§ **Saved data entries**
--- START ---
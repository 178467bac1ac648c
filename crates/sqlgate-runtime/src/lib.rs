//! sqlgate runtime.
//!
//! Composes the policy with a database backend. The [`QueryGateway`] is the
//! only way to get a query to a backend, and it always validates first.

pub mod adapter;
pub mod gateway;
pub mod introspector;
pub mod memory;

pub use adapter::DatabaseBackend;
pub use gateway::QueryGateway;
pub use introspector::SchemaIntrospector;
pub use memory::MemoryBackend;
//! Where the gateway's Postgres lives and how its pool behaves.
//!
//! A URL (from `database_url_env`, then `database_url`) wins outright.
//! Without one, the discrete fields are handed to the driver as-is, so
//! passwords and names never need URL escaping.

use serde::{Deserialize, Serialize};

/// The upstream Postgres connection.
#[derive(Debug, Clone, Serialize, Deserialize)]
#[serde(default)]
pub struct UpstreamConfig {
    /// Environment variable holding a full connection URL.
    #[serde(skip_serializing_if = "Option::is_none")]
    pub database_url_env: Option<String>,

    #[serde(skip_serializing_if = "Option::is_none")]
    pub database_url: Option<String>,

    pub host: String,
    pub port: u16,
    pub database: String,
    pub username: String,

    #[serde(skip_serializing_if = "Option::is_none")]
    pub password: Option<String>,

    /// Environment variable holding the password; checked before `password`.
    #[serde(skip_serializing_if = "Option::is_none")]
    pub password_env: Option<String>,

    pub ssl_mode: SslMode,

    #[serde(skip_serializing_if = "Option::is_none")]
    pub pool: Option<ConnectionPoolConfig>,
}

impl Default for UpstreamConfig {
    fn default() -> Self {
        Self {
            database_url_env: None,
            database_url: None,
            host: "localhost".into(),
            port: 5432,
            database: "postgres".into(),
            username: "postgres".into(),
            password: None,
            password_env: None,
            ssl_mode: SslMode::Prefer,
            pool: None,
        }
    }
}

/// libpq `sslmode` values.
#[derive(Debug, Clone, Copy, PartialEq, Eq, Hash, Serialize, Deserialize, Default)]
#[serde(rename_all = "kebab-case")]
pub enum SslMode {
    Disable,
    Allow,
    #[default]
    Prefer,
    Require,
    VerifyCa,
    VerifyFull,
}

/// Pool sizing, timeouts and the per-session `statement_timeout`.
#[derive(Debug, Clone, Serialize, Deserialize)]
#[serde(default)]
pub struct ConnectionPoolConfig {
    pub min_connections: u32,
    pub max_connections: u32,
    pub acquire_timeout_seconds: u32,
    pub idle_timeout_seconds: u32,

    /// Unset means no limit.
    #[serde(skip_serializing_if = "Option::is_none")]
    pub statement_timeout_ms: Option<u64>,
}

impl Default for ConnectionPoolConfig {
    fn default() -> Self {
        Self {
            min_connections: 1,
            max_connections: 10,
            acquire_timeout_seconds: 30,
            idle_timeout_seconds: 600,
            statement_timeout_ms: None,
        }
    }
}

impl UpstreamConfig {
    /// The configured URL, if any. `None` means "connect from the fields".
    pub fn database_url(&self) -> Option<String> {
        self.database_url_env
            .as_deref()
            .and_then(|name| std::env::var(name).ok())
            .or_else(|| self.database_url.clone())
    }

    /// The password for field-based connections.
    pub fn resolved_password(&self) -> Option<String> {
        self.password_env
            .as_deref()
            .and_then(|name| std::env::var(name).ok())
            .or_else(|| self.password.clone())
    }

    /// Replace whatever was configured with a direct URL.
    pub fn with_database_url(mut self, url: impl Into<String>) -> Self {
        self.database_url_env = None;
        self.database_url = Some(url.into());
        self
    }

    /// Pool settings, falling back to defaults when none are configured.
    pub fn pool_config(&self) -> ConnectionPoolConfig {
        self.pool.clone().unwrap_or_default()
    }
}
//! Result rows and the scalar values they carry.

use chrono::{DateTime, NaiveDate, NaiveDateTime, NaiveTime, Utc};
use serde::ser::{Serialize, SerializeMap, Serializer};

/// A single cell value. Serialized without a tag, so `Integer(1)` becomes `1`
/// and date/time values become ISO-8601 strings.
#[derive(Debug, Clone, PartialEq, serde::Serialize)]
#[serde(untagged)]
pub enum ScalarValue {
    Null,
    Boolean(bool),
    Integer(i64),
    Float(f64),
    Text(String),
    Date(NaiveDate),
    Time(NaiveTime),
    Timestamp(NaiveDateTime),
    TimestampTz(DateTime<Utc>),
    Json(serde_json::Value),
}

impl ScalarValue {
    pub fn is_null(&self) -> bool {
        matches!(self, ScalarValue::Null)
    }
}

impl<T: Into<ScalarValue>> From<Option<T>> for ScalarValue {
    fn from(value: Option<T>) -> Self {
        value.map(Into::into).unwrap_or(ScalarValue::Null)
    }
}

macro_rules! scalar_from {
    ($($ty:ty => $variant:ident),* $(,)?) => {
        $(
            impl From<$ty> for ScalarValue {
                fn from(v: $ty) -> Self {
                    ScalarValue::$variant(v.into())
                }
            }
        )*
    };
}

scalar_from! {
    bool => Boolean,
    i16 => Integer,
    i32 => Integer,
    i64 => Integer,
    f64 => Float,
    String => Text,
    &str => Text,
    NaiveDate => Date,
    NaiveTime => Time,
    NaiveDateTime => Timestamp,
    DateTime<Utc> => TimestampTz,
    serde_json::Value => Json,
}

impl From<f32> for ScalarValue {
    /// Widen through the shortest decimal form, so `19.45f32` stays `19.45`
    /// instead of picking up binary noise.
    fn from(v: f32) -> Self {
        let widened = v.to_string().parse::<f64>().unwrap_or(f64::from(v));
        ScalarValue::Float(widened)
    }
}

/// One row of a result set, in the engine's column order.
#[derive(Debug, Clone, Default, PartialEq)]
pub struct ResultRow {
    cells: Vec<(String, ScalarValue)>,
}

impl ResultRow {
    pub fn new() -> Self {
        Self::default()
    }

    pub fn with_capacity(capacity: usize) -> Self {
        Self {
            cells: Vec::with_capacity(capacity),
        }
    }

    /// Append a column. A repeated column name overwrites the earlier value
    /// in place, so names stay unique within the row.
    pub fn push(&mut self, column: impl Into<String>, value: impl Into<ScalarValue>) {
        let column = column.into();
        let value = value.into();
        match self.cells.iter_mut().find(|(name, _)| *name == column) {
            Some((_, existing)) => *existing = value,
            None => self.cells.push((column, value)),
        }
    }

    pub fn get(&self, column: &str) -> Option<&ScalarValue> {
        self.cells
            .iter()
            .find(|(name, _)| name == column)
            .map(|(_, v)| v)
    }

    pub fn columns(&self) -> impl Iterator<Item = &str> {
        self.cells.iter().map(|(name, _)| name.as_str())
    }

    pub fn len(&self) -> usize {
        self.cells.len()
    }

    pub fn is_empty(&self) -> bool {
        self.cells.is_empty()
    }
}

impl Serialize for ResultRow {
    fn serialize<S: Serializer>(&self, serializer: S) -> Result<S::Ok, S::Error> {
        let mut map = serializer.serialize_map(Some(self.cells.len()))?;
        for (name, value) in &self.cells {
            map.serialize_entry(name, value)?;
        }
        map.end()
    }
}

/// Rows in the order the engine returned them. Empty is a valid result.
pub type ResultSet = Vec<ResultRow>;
--- END ---
--- START ---
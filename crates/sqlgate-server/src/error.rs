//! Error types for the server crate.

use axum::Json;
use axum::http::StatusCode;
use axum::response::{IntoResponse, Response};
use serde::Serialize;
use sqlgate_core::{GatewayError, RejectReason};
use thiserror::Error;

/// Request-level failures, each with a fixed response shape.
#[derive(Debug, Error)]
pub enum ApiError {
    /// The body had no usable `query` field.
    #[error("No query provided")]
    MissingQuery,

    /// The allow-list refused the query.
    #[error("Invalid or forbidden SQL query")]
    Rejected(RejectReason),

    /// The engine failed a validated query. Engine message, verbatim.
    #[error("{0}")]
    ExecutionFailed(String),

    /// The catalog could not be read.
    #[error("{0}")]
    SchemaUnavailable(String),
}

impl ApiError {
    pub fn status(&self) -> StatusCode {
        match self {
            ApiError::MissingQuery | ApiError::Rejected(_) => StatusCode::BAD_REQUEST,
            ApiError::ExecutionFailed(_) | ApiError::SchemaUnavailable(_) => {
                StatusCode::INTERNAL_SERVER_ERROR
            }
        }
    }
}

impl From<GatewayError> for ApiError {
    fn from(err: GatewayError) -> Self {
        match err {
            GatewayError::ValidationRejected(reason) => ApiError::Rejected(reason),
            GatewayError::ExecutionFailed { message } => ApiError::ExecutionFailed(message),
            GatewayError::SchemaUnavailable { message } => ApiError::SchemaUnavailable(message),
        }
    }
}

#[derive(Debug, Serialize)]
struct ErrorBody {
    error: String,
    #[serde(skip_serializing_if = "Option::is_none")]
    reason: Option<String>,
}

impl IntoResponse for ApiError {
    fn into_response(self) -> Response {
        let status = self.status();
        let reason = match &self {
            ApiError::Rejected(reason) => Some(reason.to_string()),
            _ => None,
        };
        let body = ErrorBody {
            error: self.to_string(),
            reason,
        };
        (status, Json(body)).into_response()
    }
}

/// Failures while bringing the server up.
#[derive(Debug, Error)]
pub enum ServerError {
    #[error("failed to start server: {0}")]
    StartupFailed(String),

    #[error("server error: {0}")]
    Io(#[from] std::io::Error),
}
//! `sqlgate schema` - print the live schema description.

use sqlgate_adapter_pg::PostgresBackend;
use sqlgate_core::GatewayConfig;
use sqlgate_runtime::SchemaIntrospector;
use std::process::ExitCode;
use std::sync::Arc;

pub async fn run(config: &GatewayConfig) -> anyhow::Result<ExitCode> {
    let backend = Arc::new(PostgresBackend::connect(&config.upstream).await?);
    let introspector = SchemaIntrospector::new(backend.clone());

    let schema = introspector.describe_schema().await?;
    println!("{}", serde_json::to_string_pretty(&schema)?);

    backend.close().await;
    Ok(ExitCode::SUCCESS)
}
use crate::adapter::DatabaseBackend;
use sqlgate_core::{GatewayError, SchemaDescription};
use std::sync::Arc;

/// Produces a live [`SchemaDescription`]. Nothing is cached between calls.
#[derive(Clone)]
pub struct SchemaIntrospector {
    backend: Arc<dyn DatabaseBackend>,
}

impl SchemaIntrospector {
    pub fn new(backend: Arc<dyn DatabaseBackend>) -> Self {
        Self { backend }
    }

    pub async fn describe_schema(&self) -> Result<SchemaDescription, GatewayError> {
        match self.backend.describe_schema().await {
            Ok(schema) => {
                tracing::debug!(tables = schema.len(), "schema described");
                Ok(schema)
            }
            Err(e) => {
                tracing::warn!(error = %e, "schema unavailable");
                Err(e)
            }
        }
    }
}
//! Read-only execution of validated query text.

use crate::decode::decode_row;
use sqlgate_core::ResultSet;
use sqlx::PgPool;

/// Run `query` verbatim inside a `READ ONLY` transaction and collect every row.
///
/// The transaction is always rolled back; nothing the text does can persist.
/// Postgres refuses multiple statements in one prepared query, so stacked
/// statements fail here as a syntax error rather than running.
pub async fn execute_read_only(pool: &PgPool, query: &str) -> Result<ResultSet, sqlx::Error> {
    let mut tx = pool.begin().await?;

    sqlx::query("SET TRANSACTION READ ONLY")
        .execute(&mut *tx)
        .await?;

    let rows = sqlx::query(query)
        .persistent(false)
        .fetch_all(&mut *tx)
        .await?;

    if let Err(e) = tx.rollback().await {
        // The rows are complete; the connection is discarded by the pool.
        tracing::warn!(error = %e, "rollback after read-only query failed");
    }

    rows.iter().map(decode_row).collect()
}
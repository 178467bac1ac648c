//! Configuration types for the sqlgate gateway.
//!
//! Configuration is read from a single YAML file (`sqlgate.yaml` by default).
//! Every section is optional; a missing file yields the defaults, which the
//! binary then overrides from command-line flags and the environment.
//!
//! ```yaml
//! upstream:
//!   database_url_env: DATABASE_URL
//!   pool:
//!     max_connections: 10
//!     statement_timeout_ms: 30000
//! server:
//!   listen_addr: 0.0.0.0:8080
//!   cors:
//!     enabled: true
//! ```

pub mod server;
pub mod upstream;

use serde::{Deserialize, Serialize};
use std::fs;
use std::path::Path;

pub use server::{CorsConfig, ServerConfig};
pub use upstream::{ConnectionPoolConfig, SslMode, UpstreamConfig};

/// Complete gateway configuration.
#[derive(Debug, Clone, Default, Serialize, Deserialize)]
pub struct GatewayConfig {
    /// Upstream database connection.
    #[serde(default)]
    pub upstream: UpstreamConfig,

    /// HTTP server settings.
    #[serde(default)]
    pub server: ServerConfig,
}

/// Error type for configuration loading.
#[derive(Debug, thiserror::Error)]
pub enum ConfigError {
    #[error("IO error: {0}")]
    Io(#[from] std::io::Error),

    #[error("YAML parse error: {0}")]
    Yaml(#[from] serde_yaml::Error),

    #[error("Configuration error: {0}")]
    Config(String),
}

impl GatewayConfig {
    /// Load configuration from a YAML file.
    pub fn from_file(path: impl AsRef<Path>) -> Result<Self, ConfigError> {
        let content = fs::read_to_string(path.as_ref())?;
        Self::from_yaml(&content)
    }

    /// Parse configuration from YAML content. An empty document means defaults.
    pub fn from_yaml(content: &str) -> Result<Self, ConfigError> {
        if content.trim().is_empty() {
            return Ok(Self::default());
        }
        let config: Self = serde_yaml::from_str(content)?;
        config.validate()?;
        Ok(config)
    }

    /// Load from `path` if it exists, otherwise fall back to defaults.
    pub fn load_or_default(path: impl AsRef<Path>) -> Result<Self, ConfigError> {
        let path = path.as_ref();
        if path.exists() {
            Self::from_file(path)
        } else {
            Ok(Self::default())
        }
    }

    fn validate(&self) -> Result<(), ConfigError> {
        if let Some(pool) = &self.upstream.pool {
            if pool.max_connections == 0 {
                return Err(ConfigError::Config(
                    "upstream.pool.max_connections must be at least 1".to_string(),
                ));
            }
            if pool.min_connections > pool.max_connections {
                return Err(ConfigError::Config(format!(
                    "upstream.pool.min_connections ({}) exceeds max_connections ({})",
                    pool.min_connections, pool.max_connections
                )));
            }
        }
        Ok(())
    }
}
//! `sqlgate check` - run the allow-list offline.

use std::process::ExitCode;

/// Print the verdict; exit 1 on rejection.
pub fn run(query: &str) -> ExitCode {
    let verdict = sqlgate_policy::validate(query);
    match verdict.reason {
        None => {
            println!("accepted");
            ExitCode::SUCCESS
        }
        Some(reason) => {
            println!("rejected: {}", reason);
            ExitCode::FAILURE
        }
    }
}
--- END ---
What are the lines above, starting at the one with "engine's column order." and ending at the one with "pub fn with_capacity(capacity: usize)"? Give them again exactly, and only them.

/// One row of a result set, in the engine's column order.
#[derive(Debug, Clone, Default, PartialEq)]
pub struct ResultRow {
    cells: Vec<(String, ScalarValue)>,
}

impl ResultRow {
    pub fn new() -> Self {
        Self::default()
    }

    pub fn with_capacity(capacity: usize) -> Self {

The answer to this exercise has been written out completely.